"C'était nul".
Tous les retours que j'avais reçus des performances précédentes de Yuksek étaient peu élogieuses: service minimal. C'était naturellement avec beaucoup d'appréhension que j'ai pointé mon nez pour le dernier concert sous le Chapiteau du Paléo 2010.
Pas de dj-set mais un live comme on aimerait en voir plus souvent. Si nous devions faire la comparaison avec d'autres noms de la French Touch, nous rapprocherions Yuksek plus de Air que de Justice ou Daft Punk, non pas pour la musique, mais pour la prestation scénique. Yuksek joue en live: un ordinateur est certes présent derrière-lui, mais la plupart du temps la nouvelle étoile des nuits électroniques françaises est penché sur des machines, claviers et autres vocoders.

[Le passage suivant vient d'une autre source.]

//! The allocator façade: `init`, `malloc`, `realloc` and `free` over one
//! arena.
//!
//! # Arena Layout
//!
//! ```text
//!   0                                              client_end       len
//!   +----------+--------+----------------+-----+-----+----------+----+
//!   | block    | block  | block          | ... |     | sentinel |pad |
//!   +----------+--------+----------------+-----+-----+----------+----+
//!   |<------------------- client range -------------->|
//! ```
//!
//! The client range is tiled by blocks with no gaps. The sentinel's header
//! reads as an allocated block, which bounds every right-neighbor lookup.
//! Trailing bytes that do not fill a whole alignment unit are never touched.
//!
//! # Algorithm
//!
//! - **Allocation**: best fit through the size-ordered tree; an exact size
//!   with duplicates is served from the chain without touching the tree. A
//!   found block is split when the remainder can stand alone as a free block.
//! - **Deallocation**: the block absorbs its free neighbors and the result is
//!   indexed.
//! - **Reallocation**: grows in place when the block plus its free neighbors
//!   is large enough, otherwise moves. A failed move changes nothing.

use core::num::NonZeroUsize;

use snafu::{Snafu, ensure};

use crate::{
    arena::{Arena, Blocks},
    block::{
        self, ALIGNMENT, Header, MAX_REQUEST_SIZE, MIN_BLOCK_SIZE, MIN_HEAP_SIZE, SENTINEL_WIDTH,
        Status, WORD, heap_align,
    },
    coalesce::{self, CLIENT_START},
    trace::{debug_log, trace_log},
    tree::{FreeIndex, SizeClasses},
};

/// Address of an allocation: the offset of its first payload byte from the
/// start of the arena.
///
/// Payloads start one header word into their block, so an address is never
/// zero and `Option<Addr>` is the nullable pointer of the C-style interface.
#[derive(Debug, Clone, Copy, PartialEq, Eq, PartialOrd, Ord, Hash, derive_more::Display)]
#[display("{:#x}", _0.get())]
pub struct Addr(NonZeroUsize);

impl Addr {
    pub(crate) fn from_block(block: usize) -> Self {
        Self(NonZeroUsize::MIN.saturating_add(block::to_payload(block) - 1))
    }

    /// Offset of the first payload byte from the start of the arena.
    #[must_use]
    pub const fn offset(self) -> usize {
        self.0.get()
    }

    const fn block(self) -> usize {
        block::to_block(self.offset())
    }
}

/// Error returned by [`Heap::init`].
#[derive(Debug, Snafu)]
pub enum InitError {
    #[snafu(display("arena of {size} bytes is smaller than the minimum of {min} bytes"))]
    ArenaTooSmall {
        size: usize,
        min: usize,
        #[snafu(implicit)]
        location: snafu::Location,
    },
}

/// A best-fit heap managing one borrowed byte arena.
///
/// All bookkeeping lives inside the arena itself; this struct only remembers
/// where the tree root and the sentinel are and how many blocks are free.
///
/// # Thread Safety
///
/// A `Heap` is an ordinary `&mut`-driven value. Sharing it between threads
/// requires external synchronization.
#[derive(Debug)]
pub struct Heap<'a> {
    arena: Arena<'a>,
    index: FreeIndex,
    client_end: usize,
}

impl<'a> Heap<'a> {
    /// Takes over `arena` and formats it as one free block.
    ///
    /// The arena length is rounded down to [`ALIGNMENT`]. Payload addresses
    /// are aligned relative to the start of `arena`, so a caller wanting
    /// aligned memory must hand in an aligned buffer.
    ///
    /// # Errors
    ///
    /// Fails if the arena cannot hold the sentinel plus one minimum-sized
    /// block ([`MIN_HEAP_SIZE`] bytes).
    ///
    /// # Examples
    ///
    /// ```
    /// use rbheap::Heap;
    ///
    /// let mut arena = vec![0_u8; 1024];
    /// let mut heap = Heap::init(&mut arena).unwrap();
    ///
    /// let addr = heap.malloc(100).unwrap();
    /// heap.payload_mut(addr)[..5].copy_from_slice(b"hello");
    /// assert_eq!(&heap.payload(addr)[..5], b"hello");
    ///
    /// heap.free(Some(addr));
    /// assert!(heap.validate_heap());
    ///
    /// let mut tiny = [0_u8; 16];
    /// assert!(Heap::init(&mut tiny).is_err());
    /// ```
    pub fn init(arena: &'a mut [u8]) -> Result<Self, InitError> {
        let size = arena.len();
        let usable = size & !(ALIGNMENT - 1);
        ensure!(
            usable >= MIN_HEAP_SIZE,
            ArenaTooSmallSnafu {
                size,
                min: MIN_HEAP_SIZE
            }
        );

        let (arena, _) = arena.split_at_mut(usable);
        let client_end = usable - SENTINEL_WIDTH;
        let mut heap = Self {
            arena: Arena::new(arena),
            index: FreeIndex::new(client_end),
            client_end,
        };
        heap.reset();
        Ok(heap)
    }

    /// Discards every allocation and returns the arena to its initial
    /// single free block.
    pub fn reset(&mut self) {
        let end = self.client_end;
        // The lone free block sits left of the sentinel.
        self.arena.set_header(end, Header::new(0, Status::ALLOCATED));
        self.index = FreeIndex::new(end);
        self.insert_free(CLIENT_START, end);
        debug_log!(
            "heap formatted: {} bytes, client range {:#x}..{end:#x}",
            self.arena.len(),
            CLIENT_START
        );
    }

    /// Allocates at least `requested_size` bytes.
    ///
    /// Returns `None` if `requested_size` is zero, exceeds
    /// [`MAX_REQUEST_SIZE`], or no free block is large enough. A failed call
    /// leaves the heap unchanged.
    pub fn malloc(&mut self, requested_size: usize) -> Option<Addr> {
        let request = block_size_for(requested_size)?;
        let Some(block) = self.index.best_fit(&mut self.arena, request) else {
            trace_log!("malloc({requested_size}): no free block of {request} bytes");
            return None;
        };
        let addr = self.split_alloc(block, request);
        trace_log!("malloc({requested_size}) -> {addr}");
        Some(addr)
    }

    /// Resizes the allocation at `old_ptr` to at least `new_size` bytes.
    ///
    /// - `old_ptr == None` behaves like [`malloc`](Self::malloc).
    /// - `new_size == 0` frees `old_ptr` and returns `None`.
    /// - Otherwise the block first tries to grow into its free neighbors. The
    ///   returned address then equals `old_ptr`, or lies left of it when the
    ///   left neighbor was absorbed. Failing that, the payload moves to a
    ///   fresh allocation.
    ///
    /// The first `min(old capacity, new capacity)` payload bytes are kept.
    /// On failure `None` is returned and the original allocation is left
    /// exactly as it was.
    ///
    /// `old_ptr` must be a live address returned by this heap.
    pub fn realloc(&mut self, old_ptr: Option<Addr>, new_size: usize) -> Option<Addr> {
        if new_size > MAX_REQUEST_SIZE {
            return None;
        }
        let Some(old) = old_ptr else {
            return self.malloc(new_size);
        };
        if new_size == 0 {
            self.free(Some(old));
            return None;
        }
        let request = block_size_for(new_size)?;

        let block = old.block();
        let old_payload = old.offset()..old.offset() + self.payload_len(block);
        let merge = coalesce::plan(&self.arena, block);
        if merge.size >= request {
            let start = coalesce::commit(&mut self.arena, &mut self.index, &merge);
            if start != block {
                self.arena.copy_within(old_payload, block::to_payload(start));
            }
            let addr = self.split_alloc(start, request);
            trace_log!("realloc({old}, {new_size}) -> {addr} in place");
            return Some(addr);
        }

        let Some(addr) = self.malloc(new_size) else {
            trace_log!("realloc({old}, {new_size}): out of memory");
            return None;
        };
        self.arena.copy_within(old_payload, addr.offset());
        self.free(Some(old));
        trace_log!("realloc({old}, {new_size}) -> {addr} moved");
        Some(addr)
    }

    /// Returns the allocation at `ptr` to the heap. `None` is ignored.
    ///
    /// `ptr` must be a live address returned by this heap; freeing anything
    /// else, or freeing twice, corrupts the heap.
    pub fn free(&mut self, ptr: Option<Addr>) {
        let Some(addr) = ptr else {
            return;
        };
        let block = coalesce::coalesce(&mut self.arena, &mut self.index, addr.block());
        let size = self.arena.header(block).size();
        self.insert_free(block, size);
        trace_log!("free({addr}): {size}-byte free block at {block:#x}");
    }

    /// Payload bytes of the live allocation at `addr`.
    ///
    /// The slice covers the block's whole capacity, which may exceed the
    /// requested size.
    ///
    /// # Panics
    ///
    /// May panic if `addr` is not a live allocation of this heap.
    #[must_use]
    pub fn payload(&self, addr: Addr) -> &[u8] {
        let len = self.payload_len(addr.block());
        self.arena.bytes(addr.offset()..addr.offset() + len)
    }

    /// Mutable payload bytes of the live allocation at `addr`.
    ///
    /// # Panics
    ///
    /// May panic if `addr` is not a live allocation of this heap.
    pub fn payload_mut(&mut self, addr: Addr) -> &mut [u8] {
        let len = self.payload_len(addr.block());
        self.arena.bytes_mut(addr.offset()..addr.offset() + len)
    }

    /// Number of free blocks. O(1).
    #[must_use]
    pub fn free_total(&self) -> usize {
        self.index.total()
    }

    /// Total payload bytes of all free blocks, found by walking the arena.
    #[must_use]
    pub fn heap_capacity(&self) -> usize {
        self.blocks()
            .filter(|(_, header)| !header.is_allocated())
            .map(|(_, header)| block::payload_capacity(header.size()))
            .sum()
    }

    /// Distinct free block sizes in ascending order, each with the number of
    /// free blocks of that size.
    ///
    /// # Examples
    ///
    /// ```
    /// use rbheap::Heap;
    ///
    /// let mut arena = vec![0_u8; 1024];
    /// let heap = Heap::init(&mut arena).unwrap();
    /// assert_eq!(heap.size_classes().count(), 1);
    /// ```
    #[must_use]
    pub fn size_classes(&self) -> SizeClasses<'_, 'a> {
        self.index.size_classes(&self.arena)
    }

    pub(crate) fn arena(&self) -> &Arena<'a> {
        &self.arena
    }

    #[cfg(test)]
    pub(crate) fn arena_mut(&mut self) -> &mut Arena<'a> {
        &mut self.arena
    }

    pub(crate) fn index(&self) -> &FreeIndex {
        &self.index
    }

    pub(crate) fn client_end(&self) -> usize {
        self.client_end
    }

    pub(crate) fn blocks(&self) -> Blocks<'_, 'a> {
        self.arena.blocks(self.client_end)
    }

    fn payload_len(&self, block: usize) -> usize {
        block::payload_capacity(self.arena.header(block).size())
    }

    /// Writes boundary tags for a free block, tells its right neighbor, and
    /// indexes it.
    fn insert_free(&mut self, block: usize, size: usize) {
        self.arena
            .set_boundary_tags(block, Header::new(size, Status::LEFT_ALLOCATED | Status::RED));
        let right = block::right_neighbor(block, size);
        let right_header = self.arena.header(right);
        self.arena
            .set_header(right, right_header.without(Status::LEFT_ALLOCATED));
        self.index.insert(&mut self.arena, block);
    }

    /// Marks the first `request` bytes of the unindexed block `block` as
    /// allocated and frees the rest if it is big enough to be a block.
    fn split_alloc(&mut self, block: usize, request: usize) -> Addr {
        let space = self.arena.header(block).size();
        let size = if space >= request + MIN_BLOCK_SIZE {
            self.insert_free(block::right_neighbor(block, request), space - request);
            request
        } else {
            let right = block::right_neighbor(block, space);
            let right_header = self.arena.header(right);
            self.arena
                .set_header(right, right_header.with(Status::LEFT_ALLOCATED));
            space
        };
        self.arena.set_header(
            block,
            Header::new(size, Status::ALLOCATED | Status::LEFT_ALLOCATED),
        );
        Addr::from_block(block)
    }
}

/// Block size needed to serve a request of `requested_size` payload bytes.
fn block_size_for(requested_size: usize) -> Option<usize> {
    (requested_size != 0 && requested_size <= MAX_REQUEST_SIZE)
        .then(|| heap_align(requested_size + WORD).max(MIN_BLOCK_SIZE))
}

Pas de parachute; un faux accord plaqué au mauvais moment ou un bouton tourné quand il ne le fallait pas, le moindre mauvais geste peut faire passer un mauvais quart d'heure.
Un concert réussi sur tous les points, mais surtout sur celui de voir les morceaux se construire devant nous et fuyant le cliché de l'artiste qui semble jouer au Démineur derrière son écran pendant une heure et demie.